* Input for this task
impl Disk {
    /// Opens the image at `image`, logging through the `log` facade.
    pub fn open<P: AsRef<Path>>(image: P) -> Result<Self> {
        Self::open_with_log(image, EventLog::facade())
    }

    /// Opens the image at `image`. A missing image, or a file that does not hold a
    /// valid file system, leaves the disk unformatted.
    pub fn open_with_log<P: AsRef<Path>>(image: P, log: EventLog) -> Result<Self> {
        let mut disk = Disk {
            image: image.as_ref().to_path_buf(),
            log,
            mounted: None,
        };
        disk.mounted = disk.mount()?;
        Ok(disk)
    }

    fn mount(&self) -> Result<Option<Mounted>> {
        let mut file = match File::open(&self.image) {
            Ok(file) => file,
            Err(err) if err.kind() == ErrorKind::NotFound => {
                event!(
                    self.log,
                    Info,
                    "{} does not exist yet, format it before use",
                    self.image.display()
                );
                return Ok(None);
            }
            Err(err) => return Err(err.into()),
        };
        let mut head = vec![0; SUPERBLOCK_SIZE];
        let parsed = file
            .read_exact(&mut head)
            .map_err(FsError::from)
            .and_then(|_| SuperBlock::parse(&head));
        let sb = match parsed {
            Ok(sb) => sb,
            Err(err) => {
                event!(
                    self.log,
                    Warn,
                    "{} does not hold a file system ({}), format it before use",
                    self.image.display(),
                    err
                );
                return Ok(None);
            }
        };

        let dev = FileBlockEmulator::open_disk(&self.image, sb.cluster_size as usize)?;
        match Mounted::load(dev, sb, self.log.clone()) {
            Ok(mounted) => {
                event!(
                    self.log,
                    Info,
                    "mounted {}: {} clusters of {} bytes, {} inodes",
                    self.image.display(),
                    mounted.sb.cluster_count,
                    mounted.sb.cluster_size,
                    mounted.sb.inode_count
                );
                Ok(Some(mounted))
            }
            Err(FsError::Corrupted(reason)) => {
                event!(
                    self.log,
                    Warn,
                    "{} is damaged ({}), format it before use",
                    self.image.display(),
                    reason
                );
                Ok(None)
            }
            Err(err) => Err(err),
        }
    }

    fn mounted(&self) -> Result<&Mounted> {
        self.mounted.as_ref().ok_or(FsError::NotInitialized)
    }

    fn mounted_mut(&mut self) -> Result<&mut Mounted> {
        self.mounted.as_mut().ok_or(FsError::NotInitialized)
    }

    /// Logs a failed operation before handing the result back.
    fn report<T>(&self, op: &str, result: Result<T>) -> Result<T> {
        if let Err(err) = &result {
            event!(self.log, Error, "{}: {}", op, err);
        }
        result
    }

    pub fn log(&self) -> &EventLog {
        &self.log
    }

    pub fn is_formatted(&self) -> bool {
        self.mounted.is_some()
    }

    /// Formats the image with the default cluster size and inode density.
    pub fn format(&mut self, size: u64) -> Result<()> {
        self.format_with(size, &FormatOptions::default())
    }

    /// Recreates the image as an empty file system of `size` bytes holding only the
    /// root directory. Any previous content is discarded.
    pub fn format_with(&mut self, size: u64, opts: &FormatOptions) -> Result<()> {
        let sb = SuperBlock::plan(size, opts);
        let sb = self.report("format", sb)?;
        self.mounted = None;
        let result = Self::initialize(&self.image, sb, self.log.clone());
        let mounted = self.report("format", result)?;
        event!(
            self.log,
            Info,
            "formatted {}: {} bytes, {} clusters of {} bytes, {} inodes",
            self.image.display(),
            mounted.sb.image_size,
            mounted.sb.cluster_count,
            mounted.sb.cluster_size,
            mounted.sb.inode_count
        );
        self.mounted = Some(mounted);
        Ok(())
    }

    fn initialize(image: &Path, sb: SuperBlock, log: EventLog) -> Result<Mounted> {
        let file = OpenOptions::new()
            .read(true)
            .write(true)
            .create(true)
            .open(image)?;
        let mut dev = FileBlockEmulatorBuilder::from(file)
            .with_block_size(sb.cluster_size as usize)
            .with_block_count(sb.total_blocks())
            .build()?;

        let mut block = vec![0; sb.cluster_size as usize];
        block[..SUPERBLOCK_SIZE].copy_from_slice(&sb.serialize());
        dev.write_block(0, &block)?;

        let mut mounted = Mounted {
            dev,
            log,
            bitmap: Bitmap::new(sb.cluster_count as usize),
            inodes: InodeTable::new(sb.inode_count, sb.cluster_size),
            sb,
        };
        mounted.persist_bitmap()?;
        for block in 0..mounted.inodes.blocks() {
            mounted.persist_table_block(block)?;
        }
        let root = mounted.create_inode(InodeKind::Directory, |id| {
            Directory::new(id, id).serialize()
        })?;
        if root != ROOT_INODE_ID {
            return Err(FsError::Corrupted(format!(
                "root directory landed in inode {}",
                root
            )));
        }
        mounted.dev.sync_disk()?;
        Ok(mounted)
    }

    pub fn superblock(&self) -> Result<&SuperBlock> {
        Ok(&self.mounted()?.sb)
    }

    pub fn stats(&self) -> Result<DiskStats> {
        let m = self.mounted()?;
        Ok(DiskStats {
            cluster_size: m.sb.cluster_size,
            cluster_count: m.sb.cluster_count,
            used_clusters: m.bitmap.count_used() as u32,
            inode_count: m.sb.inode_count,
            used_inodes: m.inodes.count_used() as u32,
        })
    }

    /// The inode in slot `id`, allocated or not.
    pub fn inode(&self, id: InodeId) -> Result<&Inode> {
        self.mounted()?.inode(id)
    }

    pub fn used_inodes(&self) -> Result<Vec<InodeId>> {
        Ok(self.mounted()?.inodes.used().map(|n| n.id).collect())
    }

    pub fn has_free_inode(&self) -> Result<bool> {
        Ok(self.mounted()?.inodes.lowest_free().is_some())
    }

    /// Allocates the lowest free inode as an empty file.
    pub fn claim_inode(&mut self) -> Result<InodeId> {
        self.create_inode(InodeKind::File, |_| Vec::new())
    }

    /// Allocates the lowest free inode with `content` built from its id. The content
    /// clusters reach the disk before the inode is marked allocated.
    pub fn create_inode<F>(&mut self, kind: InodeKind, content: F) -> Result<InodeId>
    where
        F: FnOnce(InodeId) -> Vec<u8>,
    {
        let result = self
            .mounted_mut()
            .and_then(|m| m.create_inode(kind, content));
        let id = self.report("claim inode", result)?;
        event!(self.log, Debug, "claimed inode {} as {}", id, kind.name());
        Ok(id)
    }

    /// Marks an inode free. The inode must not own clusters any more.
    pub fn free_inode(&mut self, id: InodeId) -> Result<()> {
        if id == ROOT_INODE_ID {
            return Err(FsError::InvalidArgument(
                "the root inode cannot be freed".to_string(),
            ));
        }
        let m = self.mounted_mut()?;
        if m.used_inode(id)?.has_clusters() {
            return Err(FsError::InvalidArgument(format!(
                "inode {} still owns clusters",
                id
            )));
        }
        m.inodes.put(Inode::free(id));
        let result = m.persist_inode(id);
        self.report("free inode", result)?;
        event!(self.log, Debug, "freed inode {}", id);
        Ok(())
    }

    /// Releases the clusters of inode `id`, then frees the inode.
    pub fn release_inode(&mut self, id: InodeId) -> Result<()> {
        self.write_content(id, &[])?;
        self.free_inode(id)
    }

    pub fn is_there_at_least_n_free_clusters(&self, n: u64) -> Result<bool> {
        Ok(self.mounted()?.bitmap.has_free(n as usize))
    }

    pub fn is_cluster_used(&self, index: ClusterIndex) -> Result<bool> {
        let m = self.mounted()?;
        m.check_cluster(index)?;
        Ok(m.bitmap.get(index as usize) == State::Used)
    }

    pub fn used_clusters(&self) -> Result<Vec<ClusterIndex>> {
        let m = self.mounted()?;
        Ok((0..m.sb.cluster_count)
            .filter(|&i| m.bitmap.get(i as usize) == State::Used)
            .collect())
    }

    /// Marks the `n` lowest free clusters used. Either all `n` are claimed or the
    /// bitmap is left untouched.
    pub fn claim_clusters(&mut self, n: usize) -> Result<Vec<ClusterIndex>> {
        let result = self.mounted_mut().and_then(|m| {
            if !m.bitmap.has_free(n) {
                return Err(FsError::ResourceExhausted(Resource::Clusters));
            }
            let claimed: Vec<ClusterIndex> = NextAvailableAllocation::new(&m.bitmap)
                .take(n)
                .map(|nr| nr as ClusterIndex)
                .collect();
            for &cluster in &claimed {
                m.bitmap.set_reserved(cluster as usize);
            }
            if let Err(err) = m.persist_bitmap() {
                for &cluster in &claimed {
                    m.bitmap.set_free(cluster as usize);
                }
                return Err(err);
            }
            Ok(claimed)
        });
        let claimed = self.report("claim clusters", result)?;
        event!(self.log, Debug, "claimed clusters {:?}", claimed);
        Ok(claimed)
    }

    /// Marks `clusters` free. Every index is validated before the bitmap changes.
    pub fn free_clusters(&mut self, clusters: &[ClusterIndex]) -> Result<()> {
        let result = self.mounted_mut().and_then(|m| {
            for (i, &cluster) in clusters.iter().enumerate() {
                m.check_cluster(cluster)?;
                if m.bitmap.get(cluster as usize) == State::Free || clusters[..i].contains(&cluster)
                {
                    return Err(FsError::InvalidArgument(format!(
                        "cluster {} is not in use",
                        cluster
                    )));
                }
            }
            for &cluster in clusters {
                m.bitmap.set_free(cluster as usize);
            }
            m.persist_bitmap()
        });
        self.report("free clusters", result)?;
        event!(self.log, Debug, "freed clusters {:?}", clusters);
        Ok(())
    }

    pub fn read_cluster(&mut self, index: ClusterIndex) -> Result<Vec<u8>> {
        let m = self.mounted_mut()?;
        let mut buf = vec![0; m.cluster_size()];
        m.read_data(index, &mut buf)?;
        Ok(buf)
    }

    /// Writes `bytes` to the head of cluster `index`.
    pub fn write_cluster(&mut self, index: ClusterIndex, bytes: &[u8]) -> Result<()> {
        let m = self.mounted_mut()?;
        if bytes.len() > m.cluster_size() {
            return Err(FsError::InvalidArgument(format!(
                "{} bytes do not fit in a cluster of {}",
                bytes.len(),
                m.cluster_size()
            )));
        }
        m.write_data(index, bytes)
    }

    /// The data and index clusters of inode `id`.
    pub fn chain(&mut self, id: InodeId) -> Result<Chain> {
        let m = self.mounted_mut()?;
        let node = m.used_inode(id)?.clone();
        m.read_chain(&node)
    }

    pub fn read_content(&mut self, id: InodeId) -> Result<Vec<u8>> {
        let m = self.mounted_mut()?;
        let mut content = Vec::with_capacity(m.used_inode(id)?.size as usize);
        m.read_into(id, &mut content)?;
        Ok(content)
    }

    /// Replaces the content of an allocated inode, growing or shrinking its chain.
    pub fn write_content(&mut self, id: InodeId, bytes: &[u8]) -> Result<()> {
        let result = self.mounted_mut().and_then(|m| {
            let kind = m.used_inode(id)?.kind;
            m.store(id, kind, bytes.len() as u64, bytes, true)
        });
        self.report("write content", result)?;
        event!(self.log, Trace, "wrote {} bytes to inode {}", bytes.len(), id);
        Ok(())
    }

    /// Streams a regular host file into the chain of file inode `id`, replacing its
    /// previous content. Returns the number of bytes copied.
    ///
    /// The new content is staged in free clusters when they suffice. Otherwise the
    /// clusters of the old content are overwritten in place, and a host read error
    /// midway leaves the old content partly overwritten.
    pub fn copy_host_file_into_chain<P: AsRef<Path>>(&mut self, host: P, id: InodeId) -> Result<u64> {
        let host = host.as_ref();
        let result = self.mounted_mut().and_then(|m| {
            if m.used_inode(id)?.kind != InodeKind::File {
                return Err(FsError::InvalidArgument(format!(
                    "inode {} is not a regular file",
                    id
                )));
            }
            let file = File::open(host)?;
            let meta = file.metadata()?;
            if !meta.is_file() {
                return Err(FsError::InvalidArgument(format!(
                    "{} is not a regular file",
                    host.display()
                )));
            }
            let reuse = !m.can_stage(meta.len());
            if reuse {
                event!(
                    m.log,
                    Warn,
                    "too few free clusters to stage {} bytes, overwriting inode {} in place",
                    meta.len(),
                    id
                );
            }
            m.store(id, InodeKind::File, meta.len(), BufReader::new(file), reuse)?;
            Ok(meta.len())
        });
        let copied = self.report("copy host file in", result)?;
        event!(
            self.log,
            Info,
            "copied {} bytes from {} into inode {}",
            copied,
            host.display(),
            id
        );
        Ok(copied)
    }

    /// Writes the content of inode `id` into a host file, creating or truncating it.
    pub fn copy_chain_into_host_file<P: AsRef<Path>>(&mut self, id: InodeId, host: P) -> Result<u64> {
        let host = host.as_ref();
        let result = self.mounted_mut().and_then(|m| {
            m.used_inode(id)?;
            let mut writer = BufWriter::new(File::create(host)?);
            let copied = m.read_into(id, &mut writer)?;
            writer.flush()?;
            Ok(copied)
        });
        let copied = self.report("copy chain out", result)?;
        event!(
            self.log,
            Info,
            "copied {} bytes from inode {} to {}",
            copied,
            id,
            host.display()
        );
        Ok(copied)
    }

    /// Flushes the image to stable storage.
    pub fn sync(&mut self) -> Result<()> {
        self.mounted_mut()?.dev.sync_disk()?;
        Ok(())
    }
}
* * *
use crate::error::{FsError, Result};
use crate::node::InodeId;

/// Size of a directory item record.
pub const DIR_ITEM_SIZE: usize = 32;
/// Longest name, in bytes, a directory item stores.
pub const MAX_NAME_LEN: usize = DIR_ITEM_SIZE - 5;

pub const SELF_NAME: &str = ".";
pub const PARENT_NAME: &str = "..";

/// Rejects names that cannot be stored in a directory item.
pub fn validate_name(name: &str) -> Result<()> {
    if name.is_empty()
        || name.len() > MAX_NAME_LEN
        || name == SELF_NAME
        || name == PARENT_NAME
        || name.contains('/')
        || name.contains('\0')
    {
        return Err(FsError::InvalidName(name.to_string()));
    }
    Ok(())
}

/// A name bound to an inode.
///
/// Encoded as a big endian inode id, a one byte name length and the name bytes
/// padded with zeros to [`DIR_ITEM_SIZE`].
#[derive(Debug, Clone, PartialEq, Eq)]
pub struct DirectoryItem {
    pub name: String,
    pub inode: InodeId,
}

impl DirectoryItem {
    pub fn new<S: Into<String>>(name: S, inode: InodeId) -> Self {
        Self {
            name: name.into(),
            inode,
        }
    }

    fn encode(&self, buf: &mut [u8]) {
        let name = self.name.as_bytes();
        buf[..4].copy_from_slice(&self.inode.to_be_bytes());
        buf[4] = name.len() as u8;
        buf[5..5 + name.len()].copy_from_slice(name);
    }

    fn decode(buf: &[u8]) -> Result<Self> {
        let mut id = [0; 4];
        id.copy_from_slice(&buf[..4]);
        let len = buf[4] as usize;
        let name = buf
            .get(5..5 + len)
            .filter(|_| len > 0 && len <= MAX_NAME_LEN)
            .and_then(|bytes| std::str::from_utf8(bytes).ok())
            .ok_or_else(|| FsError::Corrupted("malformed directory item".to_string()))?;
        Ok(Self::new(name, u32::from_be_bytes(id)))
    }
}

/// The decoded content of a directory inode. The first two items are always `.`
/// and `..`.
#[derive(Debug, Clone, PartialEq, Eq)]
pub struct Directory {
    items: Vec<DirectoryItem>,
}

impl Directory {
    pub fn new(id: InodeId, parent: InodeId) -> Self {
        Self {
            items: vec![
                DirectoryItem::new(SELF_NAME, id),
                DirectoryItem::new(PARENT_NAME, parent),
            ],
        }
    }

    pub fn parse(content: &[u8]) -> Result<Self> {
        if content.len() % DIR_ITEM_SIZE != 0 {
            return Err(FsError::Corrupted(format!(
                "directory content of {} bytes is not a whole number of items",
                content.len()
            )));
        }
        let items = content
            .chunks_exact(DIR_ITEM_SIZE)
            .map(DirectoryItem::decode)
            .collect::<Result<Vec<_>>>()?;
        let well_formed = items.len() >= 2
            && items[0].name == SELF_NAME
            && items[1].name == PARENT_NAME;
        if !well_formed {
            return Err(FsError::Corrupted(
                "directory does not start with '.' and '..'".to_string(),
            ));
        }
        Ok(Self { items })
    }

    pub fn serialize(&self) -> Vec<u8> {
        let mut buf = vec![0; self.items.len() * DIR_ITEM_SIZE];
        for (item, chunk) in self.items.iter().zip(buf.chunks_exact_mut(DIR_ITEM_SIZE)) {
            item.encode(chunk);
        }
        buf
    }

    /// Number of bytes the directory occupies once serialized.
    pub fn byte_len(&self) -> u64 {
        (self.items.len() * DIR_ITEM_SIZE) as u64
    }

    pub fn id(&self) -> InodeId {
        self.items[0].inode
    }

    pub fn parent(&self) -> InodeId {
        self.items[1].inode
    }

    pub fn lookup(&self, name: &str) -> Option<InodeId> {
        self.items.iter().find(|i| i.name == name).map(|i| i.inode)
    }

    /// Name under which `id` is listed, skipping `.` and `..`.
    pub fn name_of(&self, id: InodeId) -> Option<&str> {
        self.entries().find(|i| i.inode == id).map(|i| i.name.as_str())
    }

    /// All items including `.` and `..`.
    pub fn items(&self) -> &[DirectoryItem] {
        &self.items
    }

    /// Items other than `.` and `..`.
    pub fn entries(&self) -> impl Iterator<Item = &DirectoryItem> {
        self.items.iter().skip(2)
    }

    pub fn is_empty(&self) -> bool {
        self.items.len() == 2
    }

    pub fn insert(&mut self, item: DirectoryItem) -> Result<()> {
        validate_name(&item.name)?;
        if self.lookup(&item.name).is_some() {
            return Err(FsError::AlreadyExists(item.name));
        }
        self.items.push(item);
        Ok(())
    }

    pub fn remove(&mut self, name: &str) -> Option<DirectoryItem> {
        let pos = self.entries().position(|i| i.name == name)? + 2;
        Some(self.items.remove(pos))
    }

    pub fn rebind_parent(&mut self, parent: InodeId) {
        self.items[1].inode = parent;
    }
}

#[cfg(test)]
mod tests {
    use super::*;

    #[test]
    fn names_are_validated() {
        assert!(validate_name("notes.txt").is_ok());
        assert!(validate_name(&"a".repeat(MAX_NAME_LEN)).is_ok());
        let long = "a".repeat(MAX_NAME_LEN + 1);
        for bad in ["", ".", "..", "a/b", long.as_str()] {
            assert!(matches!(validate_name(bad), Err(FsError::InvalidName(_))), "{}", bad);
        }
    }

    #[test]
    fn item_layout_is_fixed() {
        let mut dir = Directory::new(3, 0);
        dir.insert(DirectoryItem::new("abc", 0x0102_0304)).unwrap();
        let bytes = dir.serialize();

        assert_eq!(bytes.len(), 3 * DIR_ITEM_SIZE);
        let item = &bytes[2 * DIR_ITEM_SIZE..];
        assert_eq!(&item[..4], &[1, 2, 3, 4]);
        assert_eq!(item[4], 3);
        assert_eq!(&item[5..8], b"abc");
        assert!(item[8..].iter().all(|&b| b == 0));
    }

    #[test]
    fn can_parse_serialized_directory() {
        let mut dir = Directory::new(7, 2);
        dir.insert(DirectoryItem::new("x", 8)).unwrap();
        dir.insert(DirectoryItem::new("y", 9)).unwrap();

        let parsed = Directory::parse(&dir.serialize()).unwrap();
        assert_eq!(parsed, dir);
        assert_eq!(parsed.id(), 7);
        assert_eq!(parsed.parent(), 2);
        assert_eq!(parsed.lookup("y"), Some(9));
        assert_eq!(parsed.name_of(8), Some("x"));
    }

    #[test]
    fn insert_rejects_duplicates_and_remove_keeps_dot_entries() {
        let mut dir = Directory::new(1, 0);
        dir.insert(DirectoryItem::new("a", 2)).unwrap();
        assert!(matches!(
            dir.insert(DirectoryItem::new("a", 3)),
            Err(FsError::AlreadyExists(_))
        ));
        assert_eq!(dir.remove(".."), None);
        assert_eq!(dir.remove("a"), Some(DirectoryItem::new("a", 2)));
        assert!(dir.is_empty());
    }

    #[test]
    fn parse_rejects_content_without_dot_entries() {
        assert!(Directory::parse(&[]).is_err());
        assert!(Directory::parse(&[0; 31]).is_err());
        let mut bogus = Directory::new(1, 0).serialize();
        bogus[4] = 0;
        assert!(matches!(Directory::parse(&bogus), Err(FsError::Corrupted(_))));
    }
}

* Work instructions
Tell how many lines of the material above contain the word "bool", giving only the number.

* Your response
5